MANAJEMEN
PENINGKATAN
MUTU PENDIDIKAN
BAB I
PENDAHULUAN
1.1 Latar
Belakang
Pendidikan merupakan
faktor utama dalam pembentukkan pribadi manusia. Pendidikan sangat berperan
dalam membentuk baik atau buruknya pribadi manusia menurut ukuran normatif.

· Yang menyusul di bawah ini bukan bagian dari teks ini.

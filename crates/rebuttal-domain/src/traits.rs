//! Trait definitions for external collaborators
//!
//! These traits define the boundaries between domain logic and the services
//! it consumes. Implementations live in other crates.

/// Splits free text into sentences.
///
/// Implemented by the application layer (rebuttal-extractor). Implementations
/// must place boundaries correctly around abbreviations and decimal numbers;
/// splitting on every period does not satisfy this contract. Returned
/// sentences are slices of the input in their original order and may carry
/// surrounding whitespace.
pub trait SentenceTokenizer {
    /// Split `text` into its sentences
    fn sentences<'a>(&self, text: &'a str) -> Vec<&'a str>;
}

impl<T: SentenceTokenizer + ?Sized> SentenceTokenizer for &T {
    fn sentences<'a>(&self, text: &'a str) -> Vec<&'a str> {
        (**self).sentences(text)
    }
}
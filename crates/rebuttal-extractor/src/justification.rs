//! Mine clinical documents for justification sentences

use crate::config::{ExtractorConfig, RelevancePolicy};
use crate::error::ExtractorError;
use crate::relevance::RelevanceFilter;
use crate::segment::RuleTokenizer;
use rebuttal_domain::{ClinicalDocument, JustificationSet, SentenceTokenizer};
use tracing::{debug, trace};

/// Walks a clinical document and keeps the sentences that support an appeal.
///
/// Every leaf string is split into sentences by the tokenizer and each
/// sentence is run through the relevance filter. The whole document is
/// always visited; results are not cached between calls.
pub struct JustificationExtractor<T = RuleTokenizer>
where
    T: SentenceTokenizer,
{
    tokenizer: T,
    filter: RelevanceFilter,
}

impl JustificationExtractor<RuleTokenizer> {
    /// Create an extractor with the rule-based tokenizer
    pub fn from_config(config: &ExtractorConfig) -> Result<Self, ExtractorError> {
        config.validate().map_err(ExtractorError::Config)?;
        Self::new(RuleTokenizer::from_config(config), &config.policy)
    }
}

impl<T> JustificationExtractor<T>
where
    T: SentenceTokenizer,
{
    /// Create an extractor with a custom tokenizer
    pub fn new(tokenizer: T, policy: &RelevancePolicy) -> Result<Self, ExtractorError> {
        Ok(Self {
            tokenizer,
            filter: RelevanceFilter::new(policy)?,
        })
    }

    /// Extract relevant sentences in depth-first document order
    pub fn extract(&self, document: &ClinicalDocument) -> JustificationSet {
        let mut justification = JustificationSet::new();
        let mut leaves = 0usize;
        let mut rejected = 0usize;

        document.visit_leaves(&mut |text| {
            leaves += 1;
            for sentence in self.tokenizer.sentences(text) {
                let sentence = sentence.trim();
                if sentence.is_empty() {
                    continue;
                }
                if self.filter.is_relevant(sentence) {
                    trace!("Keeping sentence: {}", sentence);
                    justification.push(sentence);
                } else {
                    trace!("Skipping sentence: {}", sentence);
                    rejected += 1;
                }
            }
        });

        debug!(
            "Justification: {} sentence(s) kept, {} skipped, {} leaves visited",
            justification.len(),
            rejected,
            leaves
        );

        justification
    }
}
//! Rebuttal CLI - Draft claim-denial appeals from the command line.

use clap::Parser;
use rebuttal_cli::cli::{ConfigAction, ConfigArgs};
use rebuttal_cli::commands;
use rebuttal_cli::{Cli, Command, Config, Formatter};
use std::path::Path;
use tracing_subscriber::EnvFilter;

fn main() {
    if let Err(e) = run() {
        eprintln!("Error: {}", e);
        std::process::exit(1);
    }
}

fn run() -> rebuttal_cli::Result<()> {
    let cli = Cli::parse();

    init_tracing(cli.verbose);

    let config_path = cli.config.as_deref().map(Path::new);

    // `config init` creates the file, so there is nothing to load yet
    let config = match &cli.command {
        Command::Config(ConfigArgs {
            action: ConfigAction::Init { .. },
        }) => Config::default(),
        _ => Config::load(config_path)?,
    };

    let format = cli
        .format
        .map(Into::into)
        .unwrap_or(config.settings.format);
    let color_enabled = !cli.no_color && config.settings.color;
    let formatter = Formatter::new(format, color_enabled);

    let result = match cli.command {
        Command::Appeal(args) => commands::execute_appeal(args, &config, &formatter),
        Command::Claims(args) => commands::execute_claims(args, &formatter),
        Command::Justify(args) => commands::execute_justify(args, &config, &formatter),
        Command::Config(args) => commands::execute_config(args, &config, config_path, &formatter),
    };

    if let Err(e) = result {
        eprintln!("{}", formatter.error(&e.to_string()));
        std::process::exit(1);
    }

    Ok(())
}

/// Log to stderr; `RUST_LOG` wins over `-v` flags.
fn init_tracing(verbose: u8) {
    let level = match verbose {
        0 => "warn",
        1 => "info",
        2 => "debug",
        _ => "trace",
    };

    let filter = EnvFilter::try_from_default_env().unwrap_or_else(|_| EnvFilter::new(level));

    tracing_subscriber::fmt()
        .with_writer(std::io::stderr)
        .with_env_filter(filter)
        .init();
}
//! Rebuttal Composer
//!
//! Turns a matched claim and its justification into an appeal record.
//!
//! The composer performs no text search or parsing; it only combines
//! already-extracted data with the reason-code table it was built with.
//!
//! # Examples
//!
//! ```no_run
//! use rebuttal_composer::AppealComposer;
//! use rebuttal_domain::ReasonTable;
//!
//! let composer = AppealComposer::new(ReasonTable::standard());
//! // let appeal = composer.compose(&claim, &justification);
//! ```

#![warn(missing_docs)]

mod composer;

pub use composer::AppealComposer;
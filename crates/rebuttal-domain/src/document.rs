//! Clinical documents - schemaless trees of text

/// A clinical note as an untyped tree.
///
/// Notes arrive with no fixed schema: sections may hold plain text, nested
/// sections, or lists of either. Mapping entries keep their insertion order
/// so that traversal is deterministic.
#[derive(Debug, Clone, PartialEq, Eq)]
pub enum ClinicalDocument {
    /// Keyed sub-documents, in insertion order
    Mapping(Vec<(String, ClinicalDocument)>),

    /// Ordered sub-documents
    Sequence(Vec<ClinicalDocument>),

    /// Free text
    Leaf(String),
}

impl ClinicalDocument {
    /// Build a mapping node from key/value pairs.
    pub fn mapping<K, I>(entries: I) -> Self
    where
        K: Into<String>,
        I: IntoIterator<Item = (K, ClinicalDocument)>,
    {
        Self::Mapping(entries.into_iter().map(|(k, v)| (k.into(), v)).collect())
    }

    /// Build a sequence node.
    pub fn sequence<I>(items: I) -> Self
    where
        I: IntoIterator<Item = ClinicalDocument>,
    {
        Self::Sequence(items.into_iter().collect())
    }

    /// Build a leaf node.
    pub fn leaf(text: impl Into<String>) -> Self {
        Self::Leaf(text.into())
    }

    /// Look up a direct child of a mapping node by key.
    ///
    /// Returns `None` for sequences, leaves, and missing keys. When a key is
    /// repeated the first entry wins.
    pub fn get(&self, key: &str) -> Option<&ClinicalDocument> {
        match self {
            Self::Mapping(entries) => entries.iter().find(|(k, _)| k == key).map(|(_, v)| v),
            _ => None,
        }
    }

    /// The text of a leaf node.
    pub fn as_leaf(&self) -> Option<&str> {
        match self {
            Self::Leaf(text) => Some(text),
            _ => None,
        }
    }

    /// Visit every leaf depth-first: mapping entries in insertion order,
    /// sequence items in element order.
    ///
    /// # Examples
    ///
    /// ```
    /// use rebuttal_domain::ClinicalDocument;
    ///
    /// let note = ClinicalDocument::mapping([
    ///     ("CC", ClinicalDocument::leaf("Shoulder pain.")),
    ///     ("Plan", ClinicalDocument::sequence([
    ///         ClinicalDocument::leaf("X-ray."),
    ///         ClinicalDocument::leaf("PT referral."),
    ///     ])),
    /// ]);
    ///
    /// let mut seen = Vec::new();
    /// note.visit_leaves(&mut |text| seen.push(text.to_string()));
    /// assert_eq!(seen, ["Shoulder pain.", "X-ray.", "PT referral."]);
    /// ```
    pub fn visit_leaves<F>(&self, visit: &mut F)
    where
        F: FnMut(&str),
    {
        match self {
            Self::Mapping(entries) => {
                for (_, child) in entries {
                    child.visit_leaves(visit);
                }
            }
            Self::Sequence(items) => {
                for child in items {
                    child.visit_leaves(visit);
                }
            }
            Self::Leaf(text) => visit(text),
        }
    }

    /// Number of leaves in the tree
    pub fn leaf_count(&self) -> usize {
        let mut count = 0;
        self.visit_leaves(&mut |_| count += 1);
        count
    }
}

impl From<&str> for ClinicalDocument {
    fn from(text: &str) -> Self {
        Self::Leaf(text.to_string())
    }
}

impl From<String> for ClinicalDocument {
    fn from(text: String) -> Self {
        Self::Leaf(text)
    }
}


#[cfg(test)]
mod proptests {
    use super::*;
    use proptest::prelude::*;

    proptest! {
        /// Property: wrapping leaves in arbitrarily deep sequences keeps their order
        #[test]
        fn test_nesting_preserves_leaf_order(
            leaves in proptest::collection::vec("[a-z ]{0,12}", 0..8),
            depth in 0usize..6,
        ) {
            let mut doc = ClinicalDocument::sequence(
                leaves.iter().cloned().map(ClinicalDocument::Leaf),
            );
            for level in 0..depth {
                doc = if level % 2 == 0 {
                    ClinicalDocument::sequence([doc])
                } else {
                    ClinicalDocument::mapping([("section", doc)])
                };
            }

            let mut seen = Vec::new();
            doc.visit_leaves(&mut |t| seen.push(t.to_string()));
            prop_assert_eq!(seen, leaves);
        }
    }
}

Menyadari akan hal tersebut, pemerintah sangat serius menangani bidang
pendidikan, sebab dengan sistem pendidikan yang baik diharapkan muncul generasi
penerus bangsa yang berkualitas dan mampu menyesuaikan diri untuk hidup
bermasyarakat, berbangsa dan bernegara.
Reformasi pendidikan
merupakan respon terhadap perkembangan tuntutan global sebagai suatu upaya
untuk mengadaptasikan sistem pendidikan yang mampu mengembangkan sumber daya
manusia untuk memenuhi tuntutan zaman yang sedang berkembang. Melalui reformasi
pendidikan, pendidikan harus berwawasan masa depan yang memberikan jaminan bagi
perwujudan hak-hak azasi manusia untuk mengembangkan seluruh potensi dan
prestasinya secara optimal guna kesejahteraan hidup di masa depan.
Pendidikan pada dasarnya
merupakan suatu usaha pengembangan sumber daya manusia ( SDM ), walaupun usaha
pengembangan SDM tidak hanya dilakukan melalui pendidikan khususnya pendidikan
formal ( sekolah ). Tetapi sampai detik ini, pendidikan masih dipandang sebagai
sarana dan wahana utama untuk pengembangan SDM yang dilakukan dengan
sistematis, programatis, dan berjenjang.
Kemajuan pendidikan
dapat dilihat dari kemampuan dan kemauan dari masyarakat untuk menangkap proses
informatisasi dan kemajuan teknologi. Karena Proses informatisasi yang cepat
karena kemajuan teknologi semakin membuat horizon kehidupan didunia semakin
meluas dan sekaligus semakin mengerut. Hal ini berarti berbagai masalah
kehidupan manusia menjadi masalah global atau setidak-tidaknya tidak dapat
dilepaskan dari pengaruh kejadian dibelahan bumi yang lain, baik masalah
politik, ekonomi , maupun sosial.
Membincangkan pendidikan berarti berbicara kebutuhan
primer manusia. Kedua, pendidikan juga merupakan wahana strategis bagi upaya
perbaikan mutu kehidupan manusia, yang ditandai dengan meningkatnya level
kesejahteraan, menurunnya derajat kemiskinan dan terbukanya berbagai alternatif
opsi dan peluang mengaktualisasikan diri di masa depan.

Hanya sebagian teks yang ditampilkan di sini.